Eu virei mãe de duas crianças. Uma
tinha dois anos e outra menos de um quando separei. O pai nunca atrasou a
pensão via os filhos em finais de semana alternados. A visita era livre. Esse
foi o contexto. Sem dramas.
A primeira coisa é gostar de ser
mãe. Admiro e entendo quem assume que não quer. Tenho pena da família em que a
maternidade é sentida como chata, insuportável. São compreensíveis as mulheres
que falam que amam os filhos mas não gostam de ser mães. É um trabalho do
caramba. “Filhos, melhor não tê-los, mas se não os temos, como sabe-los?” Eu gosto . Isso é característica, não é vantagem.
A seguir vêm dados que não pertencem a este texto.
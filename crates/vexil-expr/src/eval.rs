// SPDX-License-Identifier: Apache-2.0
// © James Ross Ω FLYING•ROBOTS <https://github.com/flyingrobots>
//! Evaluation of condition expressions against a flag lookup.
//!
//! Evaluation never raises:
//! - truthiness: `Bool(false)`, `Num(0)`, `Str("")`, and Absent are falsy;
//! - an Absent comparison operand is treated as `Num(0)`;
//! - string operands support only `==`/`!=`; any other comparison
//!   involving a string, and any type-mismatched pair, yields `false`.

use vexil_core::{truthy, FlagValue};

use crate::ast::{CmpOp, Expr};

impl Expr {
    /// Evaluates the expression's truthiness. `lookup` resolves flag keys
    /// to their current value (`None` for Absent).
    pub fn eval<F>(&self, lookup: &F) -> bool
    where
        F: Fn(&str) -> Option<FlagValue>,
    {
        match self {
            Self::Ident(name) => truthy(lookup(name).as_ref()),
            Self::Num(x) => FlagValue::Num(*x).is_truthy(),
            Self::Str(s) => !s.is_empty(),
            Self::Not(inner) => !inner.eval(lookup),
            Self::And(lhs, rhs) => lhs.eval(lookup) && rhs.eval(lookup),
            Self::Or(lhs, rhs) => lhs.eval(lookup) || rhs.eval(lookup),
            Self::Cmp(op, lhs, rhs) => {
                compare(*op, lhs.eval_value(lookup), rhs.eval_value(lookup))
            }
        }
    }

    /// Evaluates the expression as a value, for use as a comparison
    /// operand. Only identifiers can be Absent; logical sub-expressions
    /// collapse to their boolean truthiness.
    fn eval_value<F>(&self, lookup: &F) -> Option<FlagValue>
    where
        F: Fn(&str) -> Option<FlagValue>,
    {
        match self {
            Self::Ident(name) => lookup(name),
            Self::Num(x) => Some(FlagValue::Num(*x)),
            Self::Str(s) => Some(FlagValue::Str(s.clone())),
            Self::Not(_) | Self::And(..) | Self::Or(..) | Self::Cmp(..) => {
                Some(FlagValue::Bool(self.eval(lookup)))
            }
        }
    }
}

/// Comparison with the Absent-as-zero rule and false-on-mismatch.
fn compare(op: CmpOp, lhs: Option<FlagValue>, rhs: Option<FlagValue>) -> bool {
    let lhs = lhs.unwrap_or(FlagValue::Num(0.0));
    let rhs = rhs.unwrap_or(FlagValue::Num(0.0));
    match (&lhs, &rhs) {
        (FlagValue::Num(a), FlagValue::Num(b)) => match op {
            CmpOp::Eq => a == b,
            CmpOp::Ne => a != b,
            CmpOp::Gt => a > b,
            CmpOp::Lt => a < b,
            CmpOp::Ge => a >= b,
            CmpOp::Le => a <= b,
        },
        (FlagValue::Str(a), FlagValue::Str(b)) => match op {
            CmpOp::Eq => a == b,
            CmpOp::Ne => a != b,
            _ => false,
        },
        (FlagValue::Bool(a), FlagValue::Bool(b)) => match op {
            CmpOp::Eq => a == b,
            CmpOp::Ne => a != b,
            _ => false,
        },
        _ => false,
    }
}
// SPDX-License-Identifier: Apache-2.0
// © James Ross Ω FLYING•ROBOTS <https://github.com/flyingrobots>
//! vexil-core: embedded, in-process reactive flag store.
//!
//! A keyed mapping from string identifiers to scalar values (booleans,
//! numbers, strings) with atomic reads and writes, numeric counters,
//! boolean toggles, bulk mutation, change notification, computed flags
//! with dependency tracking, bounded undo/redo history, hierarchical
//! namespaces, and durable persistence through a pluggable backend.
//!
//! Four subsystems share one mutation path and one ordering: the registry,
//! the notification pipeline, the computed graph, and the history log. The
//! store is single-threaded cooperative — every operation runs to
//! completion on the calling thread, and subscriber callbacks may re-enter
//! the store freely.
#![forbid(unsafe_code)]
#![deny(missing_docs, rust_2018_idioms, unused_must_use)]
#![deny(
    clippy::all,
    clippy::pedantic,
    clippy::nursery,
    clippy::cargo,
    clippy::unwrap_used,
    clippy::expect_used,
    clippy::panic,
    clippy::todo,
    clippy::unimplemented,
    clippy::dbg_macro,
    clippy::print_stdout,
    clippy::print_stderr
)]
#![allow(
    clippy::must_use_candidate,
    clippy::return_self_not_must_use,
    clippy::missing_const_for_fn,
    clippy::redundant_pub_crate,
    clippy::module_name_repetitions,
    clippy::use_self
)]

mod computed;
mod diag;
mod error;
mod event;
mod history;
mod key;
mod namespace;
mod notify;
mod persist;
mod registry;
mod store;
mod value;

// Re-exports for stable public API
/// Compute function plumbing for derived flags.
pub use computed::{ComputeFailure, ComputeFn};
/// Diagnostic sink seam for contained user-code failures.
pub use diag::{DiagnosticSink, NullDiagnosticSink, TracingDiagnosticSink};
/// Discriminated error kinds.
pub use error::{BackendError, StoreError};
/// Change records and subscriber events.
pub use event::{ChangeEvent, ChangeRecord};
/// History configuration.
pub use history::HistoryOptions;
/// Key validation and the reserved synthetic event names.
pub use key::{is_reserved, validate_key, EVENT_BATCH, EVENT_CLEAR, EVENT_SET_MANY};
/// Prefixed views over a store subtree.
pub use namespace::Namespace;
/// Subscription handles.
pub use notify::Subscription;
/// Persistence port, options, and the in-memory backend.
pub use persist::{MemoryBackend, PersistOptions, StorageBackend, DEFAULT_BLOB_KEY};
/// The store itself and its builder.
pub use store::{FlagStore, StoreBuilder};
/// The scalar value universe.
pub use value::{truthy, FlagValue};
Fato é que fui mãe solo, com
todas as adversidades previstas. Sabe aquela conversa de que a maternidade
atrasa a vida profissional? Verdade. Como dar aulas à noite todos os dias em
outra cidade quando meus bebês estavam com uma pessoa com princípios
totalmente diferentes dos meus?. Encontrei-me na Educação á distância, onde
podia fazer tudo ao mesmo tempo, com a desvantagem de ganhar um terço.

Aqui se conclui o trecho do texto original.